My wife was thrilled when we showed up with 19 large trout and a redfish to clean in the sink with the electric carving set.....










You like how we put our hand to show scale as if you didn't know the size of a kitchen sink??? Those fish were delicious too. I sauteed 4 fillets in a wine/mushroom reduction and baked 4 others. The rest are in the freezer. Very tasty fish.

I'd like to thank the kingfish for taking us fishing. He refused to be photographed for this thread due to being wanted in 6 states. (just kidding wayne)


----------



## outfishin28 (Jul 15, 2005)

actually he is wanted in 9 states and four countries



busciut eater


----------



## outfishin28 (Jul 15, 2005)

I pulled his record.




Busciut Eater


----------



## surfsidesativa (Jul 14, 2006)

Hard to believe where they're catching fish these days....


----------



## cygnus-x1 (Oct 12, 2005)

Now thats funny


----------



## kooler (Nov 2, 2006)

man thats an impressive catch. i guess you were back in the creeks and not the surf? artificial or live bait?


----------



## surfsidesativa (Jul 14, 2006)

We fished artificial. They were not caught in the surf....


----------



## outfishin28 (Jul 15, 2005)

and they only took us all night to fillet their asses, but oooh were the so damn good, good call on the sauce sativa


----------



## Singletjeff (Mar 27, 2005)

Great job Dude!!!!!!!!!!!!!! Can't wait to hit it....just over a month away (if we get the house hunting done quick enough)


----------



## GCsurfishingirl (Feb 28, 2006)

Great job! Looks like you all had fun! I can't believe he let out another secret spot. Remember to show that spot to a fellow Tennessean when I come back!

Britt


----------



## surfsidesativa (Jul 14, 2006)

Singletjeff said:


> Great job Dude!!!!!!!!!!!!!! Can't wait to hit it....just over a month away (if we get the house hunting done quick enough)


Looking forward to going fishing when you get here....

"Great job! Looks like you all had fun! I can't believe he let out another secret spot. Remember to show that spot to a fellow Tennessean when I come back!"


Fellow Tennessean??? Just because my wife and sister went to college there doesn't make me a tennessean does it??? Just follow the bait... Those fish had bellies full of 1"-2" shrimps. It WAS fun


----------



## GCsurfishingirl (Feb 28, 2006)

surfsidesativa said:


> Fellow Tennessean??? Just because my wife and sister went to college there doesn't make me a tennessean does it??? Just follow the bait... Those fish had bellies full of 1"-2" shrimps.

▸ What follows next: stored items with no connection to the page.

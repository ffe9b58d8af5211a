//! okcolor: exact integer color conversions for small devices
//!
//! This library converts between the fixed-width color encodings found in
//! embedded graphics and LED work: packed RGB565, 8- and 16-bit sRGB, 8- and
//! 16-bit linear RGB, and four HSV encodings. Every conversion is integer
//! arithmetic (plus precomputed gamma tables) and gives the same result on
//! every platform.
//!
//! # Quick Start
//!
//! Each representation is a type, and conversions are `From` impls between
//! every pair of types:
//!
//! ```
//! use okcolor::{Hsv888, HsvDecimal, LinearRgb16, Rgb565, Rgb888};
//!
//! let orange: Rgb888 = "#ff8800".parse().unwrap();
//!
//! assert_eq!(HsvDecimal::from(orange), HsvDecimal::new(32, 100, 100));
//! assert_eq!(Rgb565::from(orange).pack(), 0xFC40);
//!
//! let red = Hsv888::new(0, 255, 255);
//! let linear: LinearRgb16 = red.into();
//! assert_eq!(linear, LinearRgb16::new(65535, 0, 0));
//! ```
//!
//! When the representation is only known at runtime, use [`Color`] and
//! [`ColorSpace`]:
//!
//! ```
//! use okcolor::{Color, ColorSpace};
//!
//! let gray = Color::from_channels(ColorSpace::Rgb888, [128, 128, 128]);
//! assert_eq!(gray.convert(ColorSpace::LinearRgb16).channels(), [14146, 14146, 14146]);
//! ```
//!
//! # Rounding
//!
//! - Rescaling a channel between two widths rounds half up in both
//!   directions, so narrow -> wide -> narrow is exact (see [`range`]).
//! - Hue is an angle: the top of a hue range wraps to 0 instead of being
//!   clamped.
//! - Gamma tables hold the exact sRGB curve rounded half up (see [`gamma`]).
//! - The HSV transform floors hue when going RGB → HSV. Going HSV → RGB it
//!   floors chroma in HSV units, then rescales it to RGB with rounding (see
//!   [`hsv_rgb`]).
//!
//! # Conversion Paths
//!
//! Conversions between encodings of the same model (sRGB widths, linear
//! widths, HSV encodings) rescale each channel. sRGB and linear convert
//! through the gamma curve. sRGB and HSV convert through the hue-sector
//! transform at 8-bit ([`Rgb888`] with [`Hsv32`] or [`HsvDecimal`]) and 16-bit
//! ([`Rgb16`] with [`Hsv48`]) precision. Every other pair goes through one
//! named intermediate type, and a few of those legs are composed in turn.
//! HSV is always relative to gamma encoded sRGB, never to linear light.

pub mod color;
mod convert;
pub mod gamma;
pub mod hsv_rgb;
pub mod range;
pub mod space;

#[cfg(test)]
mod domain_tests;

pub use color::{
    Hsv32, Hsv48, Hsv888, HsvDecimal, LinearRgb16, LinearRgb888, ParseColorError, Rgb16, Rgb565,
    Rgb888,
};
pub use hsv_rgb::HsvGeometry;
pub use range::Rescale;
pub use space::{Color, ColorSpace, ColorValue, ParseColorSpaceError};
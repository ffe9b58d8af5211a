//! Integer hue-sector conversion between HSV and RGB
//!
//! The hue wheel is split into six sectors (red-yellow, yellow-green,
//! green-cyan, cyan-blue, blue-magenta, magenta-red). Within a sector one RGB
//! channel sits at the top of the color's range, one at the bottom, and the
//! third moves linearly between them as hue advances.
//!
//! [`HsvGeometry`] describes one pairing of encodings: the RGB channel maximum,
//! the number of hue steps per full turn, and the saturation/value maximum.
//! All arithmetic is integer; channels are at most 16 bits wide.
//!
//! # Example
//!
//! ```
//! use okcolor::hsv_rgb::RGB888_HSV_DECIMAL;
//!
//! let hsv = RGB888_HSV_DECIMAL.hsv_from_rgb([0, 255, 0]);
//! assert_eq!(hsv, [120, 100, 100]);
//! assert_eq!(RGB888_HSV_DECIMAL.rgb_from_hsv(hsv), [0, 255, 0]);
//! ```

/// Channel ranges for one HSV/RGB encoding pair.
#[derive(Debug, Clone, Copy, PartialEq, Eq, Hash)]
pub struct HsvGeometry {
    max_rgb: u32,
    h_wrap: u32,
    max_sv: u32,
}

/// `(n / d)` rounded half up.
#[inline]
const fn div_round(n: u64, d: u64) -> u64 {
    (n + d / 2) / d
}

impl HsvGeometry {
    /// Create a geometry.
    ///
    /// # Arguments
    /// * `max_rgb` - Largest RGB channel value (e.g. 255)
    /// * `h_wrap` - Hue steps per full turn (e.g. 360 or 65536)
    /// * `max_sv` - Largest saturation/value (e.g. 100 or 255)
    ///
    /// # Panics
    /// Panics if any parameter is zero or exceeds 65536.
    pub const fn new(max_rgb: u32, h_wrap: u32, max_sv: u32) -> Self {
        assert!(max_rgb > 0 && max_rgb <= 65536);
        assert!(h_wrap > 0 && h_wrap <= 65536);
        assert!(max_sv > 0 && max_sv <= 65536);
        Self {
            max_rgb,
            h_wrap,
            max_sv,
        }
    }

    /// Largest RGB channel value.
    pub const fn max_rgb(self) -> u32 {
        self.max_rgb
    }

    /// Hue steps per full turn.
    pub const fn h_wrap(self) -> u32 {
        self.h_wrap
    }

    /// Largest saturation/value.
    pub const fn max_sv(self) -> u32 {
        self.max_sv
    }

    /// Convert `[h, s, v]` to `[r, g, b]`.
    ///
    /// Out-of-range inputs give a defined but meaningless color; this never
    /// panics.
    pub fn rgb_from_hsv(self, [h, s, v]: [u16; 3]) -> [u16; 3] {
        let (h, s, v) = (h as u64, s as u64, v as u64);
        let max_rgb = self.max_rgb as u64;
        let h_wrap = self.h_wrap as u64;
        let max_sv = self.max_sv as u64;

        // Chroma in HSV units (floored), then rescaled into RGB units
        let top = div_round(v * max_rgb, max_sv);
        let range_hsv = v * s / max_sv;
        let range = div_round(range_hsv * max_rgb, max_sv);
        let bot = top.saturating_sub(range);

        let sixths = h * 6;
        let partial = (sixths % h_wrap) * range / h_wrap;
        let rising = bot + partial;
        let falling = top.saturating_sub(partial);

        let [r, g, b] = match sixths / h_wrap {
            1 => [falling, top, bot],
            2 => [bot, top, rising],
            3 => [bot, falling, top],
            4 => [rising, bot, top],
            5 => [top, bot, falling],
            // Sector 0, and anything past the wrap point
            _ => [top, rising, bot],
        };
        [r as u16, g as u16, b as u16]
    }

    /// Convert `[r, g, b]` to `[h, s, v]`.
    ///
    /// Grays (including black) have hue 0 and saturation 0.
    pub fn hsv_from_rgb(self, [r, g, b]: [u16; 3]) -> [u16; 3] {
        let (r, g, b) = (r as u64, g as u64, b as u64);
        let max_rgb = self.max_rgb as u64;
        let h_wrap = self.h_wrap as u64;
        let max_sv = self.max_sv as u64;

        let top = r.max(g).max(b);
        let bot = r.min(g).min(b);
        let range = top - bot;
        let v = div_round(top * max_sv, max_rgb);
        if range == 0 {
            return [0, 0, v as u16];
        }

        // top >= range > 0 here, so the division is safe
        let s = div_round(range * max_sv, top);

        let term = if top == r && bot == b {
            g - bot
        } else if top == g && bot == b {
            top - r + range
        } else if top == g && bot == r {
            b - bot + 2 * range
        } else if top == b && bot == r {
            top - g + 3 * range
        } else if top == b && bot == g {
            r - bot + 4 * range
        } else {
            top - b + 5 * range
        };
        let h = term * h_wrap / (range * 6);

        [h as u16, s as u16, v as u16]
    }
}

/// 24-bit sRGB and 32-bit HSV (16-bit hue, 8-bit saturation/value).
pub const RGB888_HSV32: HsvGeometry = HsvGeometry::new(255, 65536, 255);
/// 24-bit sRGB and degrees/percent HSV.
pub const RGB888_HSV_DECIMAL: HsvGeometry = HsvGeometry::new(255, 360, 100);
/// 48-bit sRGB and 48-bit HSV.
pub const RGB16_HSV48: HsvGeometry = HsvGeometry::new(65535, 65536, 65535);
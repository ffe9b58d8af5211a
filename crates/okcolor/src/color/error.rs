//! Error types for parsing color values

use std::fmt;

/// Error returned by `Rgb888::from_str` for malformed hex color codes.
#[derive(Debug, Clone, Copy, PartialEq, Eq)]
pub enum ParseColorError {
    /// Wrong number of hex digits after the optional `#` (3 or 6 expected)
    InvalidLength(usize),
    /// A character that is not a hex digit
    InvalidDigit(char),
}

impl fmt::Display for ParseColorError {
    fn fmt(&self, f: &mut fmt::Formatter<'_>) -> fmt::Result {
        match self {
            ParseColorError::InvalidLength(len) => {
                write!(f, "expected 3 or 6 hex digits, found {}", len)
            }
            ParseColorError::InvalidDigit(c) => write!(f, "invalid hex digit {:?}", c),
        }
    }
}

impl std::error::Error for ParseColorError {}
//! Gamma lookup tables
//!
//! The three 8-bit tables are generated at compile time by build.rs from the
//! exact IEC 61966-2-1 formulas, rounded half up.

include!(concat!(env!("OUT_DIR"), "/gamma_lut.rs"));
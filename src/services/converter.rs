use std::fmt;

use okcolor::{Color, ColorSpace};

use crate::error::ConvertError;
use crate::models::{AppConfig, ColorReport, ConversionReport};
use crate::services::value_parser::{self, ValueSyntax};

/// One finished conversion
#[derive(Debug, Clone, Copy, PartialEq, Eq)]
pub struct Conversion {
    pub input: Color,
    pub output: Color,
}

impl Conversion {
    pub fn report(&self) -> ConversionReport {
        ConversionReport {
            input: ColorReport::from(self.input),
            output: ColorReport::from(self.output),
        }
    }
}

impl fmt::Display for Conversion {
    fn fmt(&self, f: &mut fmt::Formatter<'_>) -> fmt::Result {
        write!(f, "{} -> {}", self.input, self.output)
    }
}

/// Resolves command-line values against the configuration and converts them
pub struct Converter<'a> {
    config: &'a AppConfig,
}

impl<'a> Converter<'a> {
    pub fn new(config: &'a AppConfig) -> Self {
        Self { config }
    }

    /// Convert `value` into the target space.
    ///
    /// `from` and `to` are space names from the command line; when absent the
    /// config defaults apply. `from` is only needed for channel triples.
    pub fn convert(
        &self,
        value: &str,
        from: Option<&str>,
        to: Option<&str>,
    ) -> Result<Conversion, ConvertError> {
        let from = parse_space(from)?;
        let to = parse_space(to)?
            .or(self.config.default_to)
            .ok_or(ConvertError::MissingTarget)?;

        let input = self.resolve(value, from)?;
        let output = input.convert(to);
        tracing::debug!(
            from = %input.space(),
            to = %to,
            input = ?input.channels(),
            output = ?output.channels(),
            "Converted"
        );

        Ok(Conversion { input, output })
    }

    /// Turn a value into a color in its source space.
    pub fn resolve(&self, value: &str, from: Option<ColorSpace>) -> Result<Color, ConvertError> {
        match value_parser::classify(value) {
            ValueSyntax::Name(name) => {
                let swatch = self
                    .config
                    .swatch(name)
                    .ok_or_else(|| ConvertError::UnknownSwatch(name.to_string()))?;
                if let Some(from) = from.filter(|from| *from != swatch.space) {
                    tracing::warn!(
                        swatch = name,
                        requested = %from,
                        declared = %swatch.space,
                        "Ignoring --from for a swatch"
                    );
                }
                value_parser::parse_literal(&swatch.value, Some(swatch.space))
            }
            ValueSyntax::Channels(_) => {
                value_parser::parse_literal(value, from.or(self.config.default_from))
            }
            ValueSyntax::Hex(_) | ValueSyntax::Packed(_) => {
                value_parser::parse_literal(value, from)
            }
        }
    }
}

fn parse_space(name: Option<&str>) -> Result<Option<ColorSpace>, ConvertError> {
    Ok(name.map(str::parse).transpose()?)
}

/// Table of supported spaces and their channel ranges
pub fn spaces_table() -> String {
    let mut out = String::new();
    for space in ColorSpace::ALL {
        let channels: Vec<String> = space
            .channel_names()
            .iter()
            .zip(space.channel_maxima())
            .map(|(name, max)| format!("{name} 0-{max}"))
            .collect();
        out.push_str(&format!("{:<15}{}\n", space.name(), channels.join(", ")));
    }
    out
}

It WAS fun



If you spend any amount of time here then you are fortunate and blessed enough to be able to call yourself a Tennessean!

Britt


----------



## Singletjeff (Mar 27, 2005)

You know, I had an old Command Sergeant Major who used to walk around the hallway with a big fat stick and hit me in the head with it.....he was from kingsport, does that make me a Tennessean LOL


----------



## jay b (Dec 1, 2002)

Fine looking Trout there my friend. You're right they are one of if not the most tastiest creatures caught in salt water.

Is that 5 lb.er a citation in SC like it would be here in Va. or do you guys need one bigger ??


----------



## kooler (Nov 2, 2006)

Singletjeff said:


> You know, I had an old Command Sergeant Major who used to walk around the hallway with a big fat stick and hit me in the head with it.....he was from kingsport, does that make me a Tennessean LOL


No that just makes you a guy that got hit in the head by a Tennessee ******* from Kingsport. Ha. I can say that cause im from Kingsport also. and believe me we have a few ******** up here but its still a great place to live.


----------



## surfsidesativa (Jul 14, 2006)

jay b said:


> Fine looking Trout there my friend. You're right they are one of if not the most tastiest creatures caught in salt water.
> 
> Is that 5 lb.er a citation in SC like it would be here in Va. or do you guys need one bigger ??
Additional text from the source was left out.